Abstract
Developing a model to predict mobility decline in community dwelling older people
Introduction
The maintenance of mobility is a priority for older people and is key to maintaining their independence. Declining mobility is an early predictor of loss of independence, reduced quality of life, increased health care use and death. The aim of this study was to develop and validate a prediction model to identify when an older person was at risk of self-reported mobility decline over a 2-year period.
Method
We used self-reported data from a prospective cohort study of 5,409 people aged 65 years and over in England (The Oxford Pain, Activity and Lifestyle (OPAL Cohort Study). Mobility status was assessed using the EQ-5D-5L mobility question. The outcome was any mobility decline at two years. Thirty-one candite variables were entered into the model included sociodemographic factors, pain, walking, falls, comorbidities, general health and physical activity. LASSO logistic regression was used to select predictors. Models were internally validated using bootstrapping. Scores were assigned to each identified predictor to calculate an individual’s risk of mobility decline.
Results:
Over 18% of participants who could walk reported mobility decline at year two.

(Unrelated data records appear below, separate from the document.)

//! Zentinel Mock Server - CLI Entry Point

use anyhow::{Context, Result};
use clap::Parser;
use std::path::PathBuf;
use std::sync::Arc;
use tokio::net::TcpListener;
use tracing::{info, Level};
use tracing_subscriber::FmtSubscriber;
use zentinel_mock_server::{
    shutdown_signal, Executor, HttpForwarder, Loader, MockServer, Reloader, RequestMatcher,
    ServerConfig,
};

#[derive(Parser, Debug)]
#[command(
    name = "zentinel-mock-server",
    about = "HTTP mock server driven by JSON mapping files",
    version
)]
struct Args {
    /// Port to listen on
    #[arg(short, long)]
    port: Option<u16>,

    /// Root mapping file (default: mappings.json, mappings.main.json or main.json)
    #[arg(short, long)]
    mapfile: Option<PathBuf>,

    /// Path to a YAML settings file
    #[arg(short, long)]
    config: Option<PathBuf>,

    /// Log level (trace, debug, info, warn, error)
    #[arg(short = 'L', long, default_value = "info")]
    log_level: Level,

    /// Do not reload when mapping files change
    #[arg(long)]
    no_watch: bool,

    /// Compile the mappings and exit
    #[arg(long)]
    validate: bool,

    /// Print the effective configuration and exit
    #[arg(long)]
    print_config: bool,
}

impl Args {
    fn apply(&self, config: &mut ServerConfig) {
        if let Some(port) = self.port {
            config.port = port;
        }
        if let Some(mapfile) = &self.mapfile {
            config.mapfile = Some(mapfile.clone());
        }
        if self.no_watch {
            config.watch = false;
        }
    }
}

#[tokio::main]
async fn main() -> Result<()> {
    let args = Args::parse();

    let subscriber = FmtSubscriber::builder()
        .with_max_level(args.log_level)
        .with_target(false)
        .finish();
    tracing::subscriber::set_global_default(subscriber)?;

    let mut config = match &args.config {
        Some(path) => {
            info!(path = %path.display(), "Loading configuration");
            ServerConfig::from_file(path)
                .with_context(|| format!("failed to load configuration {}", path.display()))?
        }
        None => ServerConfig::default(),
    };
    args.apply(&mut config);
    config.validate()?;

    if args.print_config {
        print!("{}", config.to_yaml()?);
        return Ok(());
    }

    let mapfile = match &config.mapfile {
        Some(path) => path.clone(),
        None => {
            let cwd = std::env::current_dir()?;
            Loader::discover(&cwd).ok_or_else(|| {
                anyhow::anyhow!(
                    "no mapping file given and none of mappings.json, mappings.main.json, main.json found in {}",
                    cwd.display()
                )
            })?
        }
    };

    let loader = Loader::open(&mapfile)
        .with_context(|| format!("cannot open mapping file {}", mapfile.display()))?;
    info!(mapfile = %loader.root().display(), "Loading mappings");
    let set = Arc::new(loader.load()?);

    if args.validate {
        println!(
            "Mappings are valid ({} mappings from {} files)",
            set.len(),
            set.filenames.len()
        );
        return Ok(());
    }

    let matcher = RequestMatcher::new(set)?;

    let listener = TcpListener::bind(("0.0.0.0", config.port))
        .await
        .with_context(|| format!("cannot listen on port {}", config.port))?;
    let port = listener.local_addr()?.port();

    let forwarder = HttpForwarder::new(config.forward_timeout(), config.max_body_bytes)?;
    let executor = Executor::new(Arc::new(forwarder), &config.server_name).with_listen_port(port);
    let server = MockServer::new(matcher, executor, config.max_body_bytes);

    let reloader = if config.watch {
        Some(Reloader::new(loader, server.clone()).spawn())
    } else {
        info!("Hot reload disabled");
        None
    };

    zentinel_mock_server::serve(listener, server, shutdown_signal()).await?;

    if let Some(reloader) = reloader {
        reloader.stop().await;
    }
    Ok(())
}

The following variables were identified as predictors.
- Age
- Adequacy of income
- Body Mass Index
- Usual walking pace
- Difficulties maintaining balance
- Confidence to walk
- Use of walking aid
- Change in walking ability over 12 months
- Lower limb pain
- Current pain/discomfort severity
- Number of health conditions
- Physical tiredness
- Self-reported general health
- Current mobility level
Conclusions:
A prediction model for mobility decline was developed and internally validated. These questions could be used as an assessment tool within primary care or by older people themselves. External validation is required. We are working with stakeholders to understand how this model could be used to help older people maintain mobility.